Contrariamente àquilo que o governo pretende fazer crer no “Esclarecimento sobre as reduções remuneratórias aplicadas à função pública” divulgado em 18-10-2013, o corte nas remunerações que pretende fazer em 2014, a concretizar-se, determinará uma forte redução na remuneração liquida total dos trabalhadores da Função Pública e, consequentemente, no seu poder de compra e nível de vida. Tomando como base de cálculo o ganho médio ilíquido na Função Pública que é atualmente 1.750€, segundo a DGAEP, o enorme aumento de impostos verificado em 2013 que se mantem determina uma redução no ganho médio liquido de 5,8% e o corte nas remunerações em 2014 causa uma nova redução estimada em – 8,8%. Portanto, o efeito conjugado do aumento enorme de impostos, que se mantem em 2014, e do corte de remunerações em 2014 determinará que, entre 2011 e 2014, ou seja em apenas três anos, o ganho médio líquido dos trabalhadores da Função Pública diminua  em 14,1%. Se consideramos o aumento de preços verificado neste período conclui-se que, só entre 2011 e 2014, os trabalhadores da Função Pública perdem cerca de 20% do seu poder de compra.

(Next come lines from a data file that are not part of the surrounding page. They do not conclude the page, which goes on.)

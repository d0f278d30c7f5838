pub mod assignments;
pub mod attendance;
pub mod classrooms;
pub mod error;
pub mod migrations;
pub mod models;
pub mod sessions;
pub mod users;

use rusqlite::Connection;
use std::path::Path;
use std::sync::Mutex;
use tracing::info;

pub use error::{DbError, Result};
pub use models::{JoinOutcome, NewAssignment, UserRow};

pub struct Database {
    conn: Mutex<Connection>,
}

impl Database {
    pub fn open(path: &Path) -> Result<Self> {
        let conn = Connection::open(path)?;

        // WAL mode for concurrent reads
        conn.pragma_update(None, "journal_mode", "WAL")?;

        let db = Self::init(conn)?;
        info!("Database opened at {}", path.display());
        Ok(db)
    }

    /// Fresh private database, gone when dropped.
    pub fn open_in_memory() -> Result<Self> {
        Self::init(Connection::open_in_memory()?)
    }

    fn init(conn: Connection) -> Result<Self> {
        conn.pragma_update(None, "foreign_keys", "ON")?;
        migrations::run(&conn)?;
        Ok(Self {
            conn: Mutex::new(conn),
        })
    }

    pub fn with_conn<F, T>(&self, f: F) -> Result<T>
    where
        F: FnOnce(&Connection) -> Result<T>,
    {
        let conn = self.conn.lock().map_err(|_| DbError::LockPoisoned)?;
        f(&conn)
    }
}
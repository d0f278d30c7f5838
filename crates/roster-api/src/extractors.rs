//! Extractor wrappers that turn axum's plain-text rejections into `AppError`,
//! so every failure leaves as a `{code, message}` JSON body.

use axum::{
    Json,
    body::Bytes,
    extract::{
        FromRequest, FromRequestParts, Path, Query, Request,
        rejection::{JsonRejection, PathRejection, QueryRejection},
    },
    http::{StatusCode, request::Parts},
};
use serde::de::DeserializeOwned;

use crate::error::AppError;
use crate::state::AppState;

/// `Json<T>` with deserialization errors reported as `Validation`.
pub struct AppJson<T>(pub T);

impl<S, T> FromRequest<S> for AppJson<T>
where
    Json<T>: FromRequest<S, Rejection = JsonRejection>,
    T: DeserializeOwned,
    S: Send + Sync,
{
    type Rejection = AppError;

    async fn from_request(req: Request, state: &S) -> Result<Self, Self::Rejection> {
        let Json(value) = Json::<T>::from_request(req, state)
            .await
            .map_err(|e| AppError::Validation(e.body_text()))?;
        Ok(AppJson(value))
    }
}

pub struct AppPath<T>(pub T);

impl<S, T> FromRequestParts<S> for AppPath<T>
where
    Path<T>: FromRequestParts<S, Rejection = PathRejection>,
    S: Send + Sync,
{
    type Rejection = AppError;

    async fn from_request_parts(parts: &mut Parts, state: &S) -> Result<Self, Self::Rejection> {
        let Path(value) = Path::<T>::from_request_parts(parts, state)
            .await
            .map_err(|e| AppError::Validation(e.body_text()))?;
        Ok(AppPath(value))
    }
}

pub struct AppQuery<T>(pub T);

impl<S, T> FromRequestParts<S> for AppQuery<T>
where
    Query<T>: FromRequestParts<S, Rejection = QueryRejection>,
    S: Send + Sync,
{
    type Rejection = AppError;

    async fn from_request_parts(parts: &mut Parts, state: &S) -> Result<Self, Self::Rejection> {
        let Query(value) = Query::<T>::from_request_parts(parts, state)
            .await
            .map_err(|e| AppError::Validation(e.body_text()))?;
        Ok(AppQuery(value))
    }
}

/// Raw upload body. Hitting the router's body limit is `PayloadTooLarge`.
pub struct UploadBody(pub Bytes);

impl FromRequest<AppState> for UploadBody {
    type Rejection = AppError;

    async fn from_request(req: Request, state: &AppState) -> Result<Self, Self::Rejection> {
        Bytes::from_request(req, state)
            .await
            .map(UploadBody)
            .map_err(|e| {
                if e.status() == StatusCode::PAYLOAD_TOO_LARGE {
                    AppError::PayloadTooLarge(state.max_upload_bytes)
                } else {
                    AppError::Validation(e.body_text())
                }
            })
    }
}
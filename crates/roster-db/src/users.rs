use rusqlite::OptionalExtension;

use roster_types::{Role, User};

use crate::error::is_unique_violation;
use crate::models::{USER_COLUMNS, UserRow, user_row};
use crate::{Database, DbError, Result};

impl Database {
    /// Insert a new account. `password_hash` must already be a salted hash.
    pub fn create_user(&self, username: &str, password_hash: &str, role: Role) -> Result<User> {
        self.with_conn(|conn| {
            let sql = format!(
                "INSERT INTO users (username, password, role) VALUES (?1, ?2, ?3) RETURNING {}",
                USER_COLUMNS
            );
            conn.query_row(&sql, (username, password_hash, role.as_str()), user_row)
                .map(UserRow::into_user)
                .map_err(|e| {
                    if is_unique_violation(&e) {
                        DbError::DuplicateUsername(username.to_string())
                    } else {
                        e.into()
                    }
                })
        })
    }

    pub fn get_user_by_username(&self, username: &str) -> Result<Option<UserRow>> {
        self.with_conn(|conn| {
            let sql = format!("SELECT {} FROM users WHERE username = ?1", USER_COLUMNS);
            Ok(conn.query_row(&sql, [username], user_row).optional()?)
        })
    }

    pub fn get_user_by_id(&self, id: i64) -> Result<Option<User>> {
        self.with_conn(|conn| {
            let sql = format!("SELECT {} FROM users WHERE id = ?1", USER_COLUMNS);
            let row = conn.query_row(&sql, [id], user_row).optional()?;
            Ok(row.map(UserRow::into_user))
        })
    }
}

A CES TAMBÉM SE APLICA A PENSÕES DE APOSENTAÇÃO COM CORTES DE 10% EM 2014

O governo tenciona manter em vigor em 2014 a Contribuição Extraordinária de Solidariedade  que se aplica apenas aos pensionista da Segurança Social e da CGA. E mesmo em relação aos aposentados da Função Pública, a quem o governo pretende cortar 10% nas pensões (o corte de 10% conjugado com o enorme aumento de impostos que se mantem em 2014, determina uma redução, entre2011 e 2014, na pensão liquida média estimada em 25,9%) que estão a ser pagas, o governo pretende aplicar a CES embora com algumas “adaptações”. E quais são essas adaptações? Segundo o nº 9 do artº 74º da proposta de Lei OE2014, “A CES apenas é acumulável com a redução das pensões da CGA operada no quadro da convergência deste regime com as regras de cálculo do regime geral de segurança social na parte em que o valor daquela exceda o desta”. Assim, para o aposentado da CGA, que sofre um corte de 10% na pensão que estava a receber, saber quanto ainda terá de pagar de CES terá de fazer o seguinte: (1) Calcular o valor da CES com base na sua pensão após o corte de 10% (a CES só se aplica a pensões de valor ilíquido superior a 1.350€; para pensões 1350€-até 1800€ a taxa a aplicar é 3,5% do valor da pensão; para pensões até 3750€: até 1800€ a taxa  é 3,5%; para o valor entre 1800€-3750€ a taxa é 16%; para pensões superiores a 3750€ a taxa que se aplica sobre o valor de toda a pensão ilíquida é 10%) (2) Comparar o valor obtido com o valor do corte que sofreu na sua pensão; (3) E enquanto o corte na remuneração for superior ao valor do CES, não tem de deduzir nada por CES, mas logo que o valor da CES  ultrapasse o valor do corte na pensão, tem de deduzir a diferença entre o corte e a CES à sua pensão. Para muitos aposentados é mais um corte.

(continua)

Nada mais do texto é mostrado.